# interersting chisels



## Wema826 (Jul 22, 2012)

Check these out. 

http://www.ebay.com/itm/31070533001...X:IT&_trksid=p3984.m1426.l2649#ht_1849wt_1050

Anyone have any idea as to why they would be made from bronze? I could understand if they were made 450 - 600 years ago. but these are clearly not that old.

My best guess would be a non sparking reason maybe? As if they were used in a volitile gas area or where there were flamable liquids or gasses present?


----------



## cabinetman (Jul 5, 2007)

It's the non sparking thing, and the metal has a high resistance to corrosion.








 







.


----------



## TobyC (Apr 30, 2013)

I don't think they're bronze, contact the seller and ask him to stick a magnet to them.


----------



## TobyC (Apr 30, 2013)

> they are cast in bronze of gunmetal?


They don't know.


----------



## jigs-n-fixtures (Apr 28, 2012)

I've used brass and bronze tools working on bearings and races in machines to prevent damage to the iron/steel components.


----------



## BZawat (Sep 21, 2012)

They dont look like bronze, unless its just the pics.

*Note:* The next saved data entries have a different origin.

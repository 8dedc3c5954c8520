//! PEX8311 PCIe-to-PCI bridge local configuration space
//!
//! Cards of the PEX generation keep the interrupt control register in
//! the bridge's local configuration space, which lives in a different
//! port range than the data registers. The IRQ acknowledge still goes
//! to the ASIC control/status register behind the bridge.

/// Interrupt control/status register in the local configuration space
pub const LCS_INTCSR: u32 = 0x68;

/// Local interrupt input + PCI interrupt enable
pub const INTCSR_INT_ENB: u32 = 0x0900;

/// Local interrupt active flag
pub const INTCSR_INT_FLAG: u32 = 0x8000;

/// GPIO control register; carries the "booted" flag of on-card Linux
/// models (PTP270PEX HW 2.0 and later)
pub const LCS_GPIOC: u32 = 0x6C;

/// GPIO bit the card raises once its firmware has finished booting
pub const GPIOC_READY: u32 = 0x0004;

/// Upper bound for the boot time of an on-card Linux system in seconds
pub const MAX_BOOT_TIME_SECS: u64 = 27;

Would steel gain that patina it were oiled & heated, but not hot enough to blue it?


----------



## SeniorSitizen (May 2, 2012)

That finish can be obtained with a little heat and a brass brush.


----------



## Wema826 (Jul 22, 2012)

I dont know, i just seen them and thought they were interesting. If they were bronze, It would be worth buying them for the novelty i suppose. And I posted them here to "spark" a conversation! lol


----------



## BZawat (Sep 21, 2012)

Wema826 said:


> I dont know, i just seen them and thought they were interesting. If they were bronze, It would be worth buying them for the novelty i suppose. And I posted them here to "spark" a conversation! lol


That was very punny, indeed. Lol


----------



## firemedic (Dec 26, 2010)

I saw those same chisels a couple days ago and had to go over to the PC for a closer look. My beat guess is the seller is either clueless or has very poor communication skills. :smile:

Where's the demilune thread?


----------



## Wema826 (Jul 22, 2012)

firemedic said:


> I saw those same chisels a couple days ago and had to go over to the PC for a closer look. My beat guess is the seller is either clueless or has very poor communication skills. :smile:
> 
> Where's the demilune thread?


Funny you should ask, I have attempted to upload some pics to my album(s) and I am getting the missing security token message. I am about to try to upload to a thread and see if it will work that way.


----------



## firemedic (Dec 26, 2010)

Wema826 said:


> Funny you should ask, I have attempted to upload some pics to my album(s) and I am getting the missing security token message. I am about to try to upload to a thread and see if it will work that way.


Hmm... Good luck!


----------



## Wema826 (Jul 22, 2012)

firemedic said:


> Hmm... Good luck!


Where there is a will there is a way...... project showcase - matched pair of Demilunes!


----------



## firemedic (Dec 26, 2010)

Wema826 said:


> Where there is a will there is a way...... project showcase - matched pair of Demilunes!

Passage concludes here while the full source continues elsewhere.